The nanoscience program is part of the summer offerings of the UCLA Science Project in the Graduate School of Education & Information Studies. The cost of building the nanoscience experiments was supported by a grant from UCLA’s Center for Community Partnerships.

Participating were teachers from Crenshaw, Fairfax, Carson, Franklin, Jordan and Verdugo Hills. During a lesson in photolithography, they made a tiny piece of a computer chip. Using simple materials, they experimented with the changing properties of nanomaterials and learned about the self-assembly process.

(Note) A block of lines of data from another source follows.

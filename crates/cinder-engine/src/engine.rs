//! Stereo engine: parameter smoothing, routing, ducking, and metering.
//!
//! The engine owns two independent mono stage chains (left/right), one
//! shared envelope follower fed by the rectified mono sum of the dry input,
//! and one smoother per parameter. Targets are pulled from the shared
//! [`ParamStore`] once per block; every smoother advances once per sample
//! so parameter changes never zipper.

use std::sync::Arc;

use cinder_core::{Effect, EnvelopeFollower, SmoothedParam, mono_sum, wet_dry_mix};
use cinder_dsp::{LofiDegrader, Saturator, ShimmerReverb, Wavefolder, shimmer};

use crate::meters::Meters;
use crate::params::{ParamId, ParamStore};
use crate::state::{ParamSnapshot, StateError};

/// Decay beyond this reads as "infinite"/freeze, for both the reverb's
/// feedback law and UI display.
pub const FREEZE_THRESHOLD_SECS: f32 = shimmer::FREEZE_THRESHOLD_SECS;

/// Parameter smoothing ramp time in milliseconds.
const SMOOTHING_TIME_MS: f32 = 50.0;

/// Decay substituted once the freeze threshold is crossed; far past the
/// threshold so the reverb unambiguously selects its freeze gain.
const FREEZE_DECAY_SECS: f32 = 100.0;

/// Routing amounts below this skip the optional path entirely.
const ROUTE_EPSILON: f32 = 0.001;

/// How the stages compose into the output sample.
#[derive(Debug, Clone, Copy, PartialEq, Eq, Default)]
pub enum RoutingMode {
    /// dry -> reverb -> degrade -> clean/folded blend by dirt -> mix.
    Simple,
    /// Destruction placed before and/or after the reverb, blended by `pre`,
    /// with sidechain ducking. The full-featured topology.
    #[default]
    PrePost,
    /// dry -> tanh drive -> reverb with burn in the feedback -> hard duck
    /// (envelope x5, clamped) -> mix.
    DriveBurn,
}

/// Per-sample smoothed parameter values handed to the channel chains.
#[derive(Debug, Clone, Copy)]
struct SampleParams {
    decay: f32,
    shimmer: f32,
    size: f32,
    degrade: f32,
    fold: f32,
    dirt: f32,
    drive: f32,
    burn: f32,
    duck: f32,
    mix: f32,
    pre: f32,
}

/// One channel's worth of DSP stages.
#[derive(Debug, Clone)]
struct ChannelStages {
    reverb: ShimmerReverb,
    saturator: Saturator,
    pre_degrader: LofiDegrader,
    pre_folder: Wavefolder,
    post_degrader: LofiDegrader,
    post_folder: Wavefolder,
}

impl ChannelStages {
    fn new(sample_rate: f32) -> Self {
        Self {
            reverb: ShimmerReverb::new(sample_rate),
            saturator: Saturator::new(),
            pre_degrader: LofiDegrader::new(sample_rate),
            pre_folder: Wavefolder::new(sample_rate),
            post_degrader: LofiDegrader::new(sample_rate),
            post_folder: Wavefolder::new(sample_rate),
        }
    }

    fn set_sample_rate(&mut self, sample_rate: f32) {
        self.reverb.set_sample_rate(sample_rate);
        self.saturator.set_sample_rate(sample_rate);
        self.pre_degrader.set_sample_rate(sample_rate);
        self.pre_folder.set_sample_rate(sample_rate);
        self.post_degrader.set_sample_rate(sample_rate);
        self.post_folder.set_sample_rate(sample_rate);
    }

    fn reset(&mut self) {
        self.reverb.reset();
        self.saturator.reset();
        self.pre_degrader.reset();
        self.pre_folder.reset();
        self.post_degrader.reset();
        self.post_folder.reset();
    }

    /// Push smoothed values into the stages for this sample.
    fn apply_params(&mut self, p: &SampleParams, mode: RoutingMode) {
        let actual_decay = if p.decay > FREEZE_THRESHOLD_SECS {
            FREEZE_DECAY_SECS
        } else {
            p.decay
        };
        let burn = if mode == RoutingMode::DriveBurn {
            p.burn
        } else {
            0.0
        };
        self.reverb.set_parameters(actual_decay, p.shimmer, p.size, burn);

        self.saturator.set_drive(p.drive);
        self.pre_degrader.set_degrade(p.degrade);
        self.pre_folder.set_fold(p.fold);
        self.post_degrader.set_degrade(p.degrade);
        self.post_folder.set_fold(p.fold);
    }

    /// Degrade + fold in parallel-ish: the folder runs on the degraded
    /// signal, and `dirt` blends between the two outputs.
    fn destroy(degrader: &mut LofiDegrader, folder: &mut Wavefolder, x: f32, dirt: f32) -> f32 {
        let degraded = degrader.process(x);
        let folded = folder.process(degraded);
        degraded * (1.0 - dirt) + folded * dirt
    }

    /// Produce the pre-duck wet sample for one channel.
    fn process_wet(&mut self, dry: f32, p: &SampleParams, mode: RoutingMode) -> f32 {
        match mode {
            RoutingMode::Simple => {
                let reverbed = self.reverb.process(dry);
                Self::destroy(&mut self.post_degrader, &mut self.post_folder, reverbed, p.dirt)
            }
            RoutingMode::PrePost => {
                // Destroy before the reverb, blended in by `pre`
                let pre_destroyed = if p.pre > ROUTE_EPSILON {
                    Self::destroy(&mut self.pre_degrader, &mut self.pre_folder, dry, p.dirt)
                } else {
                    dry
                };
                let reverb_in = dry * (1.0 - p.pre) + pre_destroyed * p.pre;
                let reverbed = self.reverb.process(reverb_in);

                // Destroy after the reverb, weighted by the inverse
                let post_destroyed = if p.pre < 1.0 - ROUTE_EPSILON {
                    Self::destroy(&mut self.post_degrader, &mut self.post_folder, reverbed, p.dirt)
                } else {
                    reverbed
                };
                post_destroyed * (1.0 - p.pre) + reverbed * p.pre
            }
            RoutingMode::DriveBurn => {
                let driven = self.saturator.process(dry);
                self.reverb.process(driven)
            }
        }
    }
}

/// The stereo Cinder engine.
///
/// # Example
///
/// ```rust
/// use cinder_engine::{CinderEngine, ParamId};
///
/// let mut engine = CinderEngine::new(48000.0);
/// engine.params().set(ParamId::Mix, 1.0);
///
/// let mut left = vec![0.0f32; 512];
/// let mut right = vec![0.0f32; 512];
/// left[0] = 1.0;
/// right[0] = 1.0;
/// engine.process(&mut left, &mut right);
/// assert!(left.iter().all(|s| s.is_finite()));
/// ```
#[derive(Debug)]
pub struct CinderEngine {
    sample_rate: f32,
    routing: RoutingMode,
    params: Arc<ParamStore>,
    meters: Arc<Meters>,
    smoothers: [SmoothedParam; ParamId::COUNT],
    envelope: EnvelopeFollower,
    left: ChannelStages,
    right: ChannelStages,
}

impl CinderEngine {
    /// Create an engine at the given sample rate with default parameters
    /// and the pre/post routing topology.
    #[must_use]
    pub fn new(sample_rate: f32) -> Self {
        let smoothers = std::array::from_fn(|i| {
            SmoothedParam::with_config(
                ParamId::ALL[i].descriptor().default,
                sample_rate,
                SMOOTHING_TIME_MS,
            )
        });
        Self {
            sample_rate,
            routing: RoutingMode::default(),
            params: Arc::new(ParamStore::new()),
            meters: Arc::new(Meters::new()),
            smoothers,
            envelope: EnvelopeFollower::with_times(sample_rate, 0.5, 150.0),
            left: ChannelStages::new(sample_rate),
            right: ChannelStages::new(sample_rate),
        }
    }

    /// Shared handle to the parameter store for control threads.
    #[must_use]
    pub fn params(&self) -> Arc<ParamStore> {
        Arc::clone(&self.params)
    }

    /// Shared handle to the published meters for display threads.
    #[must_use]
    pub fn meters(&self) -> Arc<Meters> {
        Arc::clone(&self.meters)
    }

    /// Select the routing topology. Takes effect on the next block.
    pub fn set_routing(&mut self, mode: RoutingMode) {
        tracing::debug!(?mode, "routing changed");
        self.routing = mode;
    }

    /// Current routing topology.
    #[must_use]
    pub fn routing(&self) -> RoutingMode {
        self.routing
    }

    /// Current sample rate.
    #[must_use]
    pub fn sample_rate(&self) -> f32 {
        self.sample_rate
    }

    /// True when the smoothed decay has crossed the freeze threshold.
    #[must_use]
    pub fn is_frozen(&self) -> bool {
        self.smoothers[ParamId::Decay as usize].get() > FREEZE_THRESHOLD_SECS
    }

    /// Reinitialize for a (possibly new) sample rate. Must be called while
    /// processing is stopped; clears all DSP state and snaps smoothers to
    /// the current store values.
    pub fn prepare(&mut self, sample_rate: f32) {
        tracing::debug!(sample_rate, "prepare");
        self.sample_rate = sample_rate;
        self.left.set_sample_rate(sample_rate);
        self.right.set_sample_rate(sample_rate);
        self.envelope.set_sample_rate(sample_rate);
        for (i, smoother) in self.smoothers.iter_mut().enumerate() {
            smoother.set_sample_rate(sample_rate);
            smoother.set_immediate(self.params.get(ParamId::ALL[i]));
        }
        self.reset();
    }

    /// Serialize the current parameter values to JSON.
    ///
    /// Only parameters are saved; the reverb tail is not part of the state.
    pub fn state_json(&self) -> Result<String, StateError> {
        ParamSnapshot::capture(&self.params).to_json()
    }

    /// Restore parameter values from JSON produced by
    /// [`state_json`](Self::state_json). Takes effect on the next block.
    pub fn load_state_json(&mut self, json: &str) -> Result<(), StateError> {
        ParamSnapshot::from_json(json)?.apply(&self.params);
        Ok(())
    }

    /// Clear all DSP state without touching parameters.
    pub fn reset(&mut self) {
        self.left.reset();
        self.right.reset();
        self.envelope.reset();
        self.meters.reset();
    }

    /// Process one stereo block in place.
    ///
    /// Both slices must be the same length; extra samples in the longer
    /// slice are left untouched.
    pub fn process(&mut self, left: &mut [f32], right: &mut [f32]) {
        debug_assert_eq!(left.len(), right.len());
        let num_samples = left.len().min(right.len());
        if num_samples == 0 {
            return;
        }

        // New smoothing targets once per block
        for (i, smoother) in self.smoothers.iter_mut().enumerate() {
            smoother.set_target(self.params.get(ParamId::ALL[i]));
        }

        let mut wet_peak = 0.0f32;
        let mut sum_squares = 0.0f32;
        let mut block_peak = 0.0f32;

        for i in 0..num_samples {
            for smoother in &mut self.smoothers {
                smoother.advance();
            }
            let p = self.sample_params();

            let dry_l = left[i];
            let dry_r = right[i];

            // Sidechain detector runs on the dry input
            let env = self.envelope.process(mono_sum(dry_l, dry_r));

            self.left.apply_params(&p, self.routing);
            self.right.apply_params(&p, self.routing);

            let mut wet_l = self.left.process_wet(dry_l, &p, self.routing);
            let mut wet_r = self.right.process_wet(dry_r, &p, self.routing);

            let duck_gain = self.duck_gain(&p, env);
            wet_l *= duck_gain;
            wet_r *= duck_gain;

            let out_l = wet_dry_mix(dry_l, wet_l, p.mix);
            let out_r = wet_dry_mix(dry_r, wet_r, p.mix);
            left[i] = out_l;
            right[i] = out_r;

            wet_peak = wet_peak.max(wet_l.abs()).max(wet_r.abs());
            let out_mono = (out_l + out_r) * 0.5;
            sum_squares += out_mono * out_mono;
            block_peak = block_peak.max(out_mono.abs());
        }

        let rms = (sum_squares / num_samples as f32).sqrt();
        self.meters.publish(wet_peak, rms, block_peak);
    }

    fn duck_gain(&self, p: &SampleParams, env: f32) -> f32 {
        match self.routing {
            RoutingMode::Simple => 1.0,
            RoutingMode::PrePost => {
                if p.duck > ROUTE_EPSILON {
                    (1.0 - p.duck * env).max(0.0)
                } else {
                    1.0
                }
            }
            RoutingMode::DriveBurn => {
                if p.duck > ROUTE_EPSILON {
                    let hot_env = (env * 5.0).min(1.0);
                    (1.0 - p.duck * hot_env).max(0.0)
                } else {
                    1.0
                }
            }
        }
    }

    fn sample_params(&self) -> SampleParams {
        let get = |id: ParamId| self.smoothers[id as usize].get();
        SampleParams {
            decay: get(ParamId::Decay),
            shimmer: get(ParamId::Shimmer),
            size: get(ParamId::Size),
            degrade: get(ParamId::Degrade),
            fold: get(ParamId::Fold),
            dirt: get(ParamId::Dirt),
            drive: get(ParamId::Drive),
            burn: get(ParamId::Burn),
            duck: get(ParamId::Duck),
            mix: get(ParamId::Mix),
            pre: get(ParamId::Pre),
        }
    }
}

Explains Tolbert: “Scientists working at the nanometer length-scale have the potential to change the properties of materials just by changing their dimensions. This makes work in the field exciting and makes the experiments fun and challenging for both scientists and students.”

The teachers, who will come back to campus during the school year to study other topics as UCLA science fellows, said they want their students to “connect” with this new field. “I’m going to talk to my students about the relevance of nanotechnology in their everyday lives,” says teacher Elizabeth Garcia from Carson High School. “It’s in the coating on their television and computer monitor screens. It’s involved in the L.E.D.s that light up their shoes. It’s used in making the computer chips in their electronic games.”

“Our goal is to improve science education for all students in Los Angeles,” says Irene Swanson, director of the UCLA Science Project. “The program provides a collegial network for science educators from all levels to share expertise and new ideas.”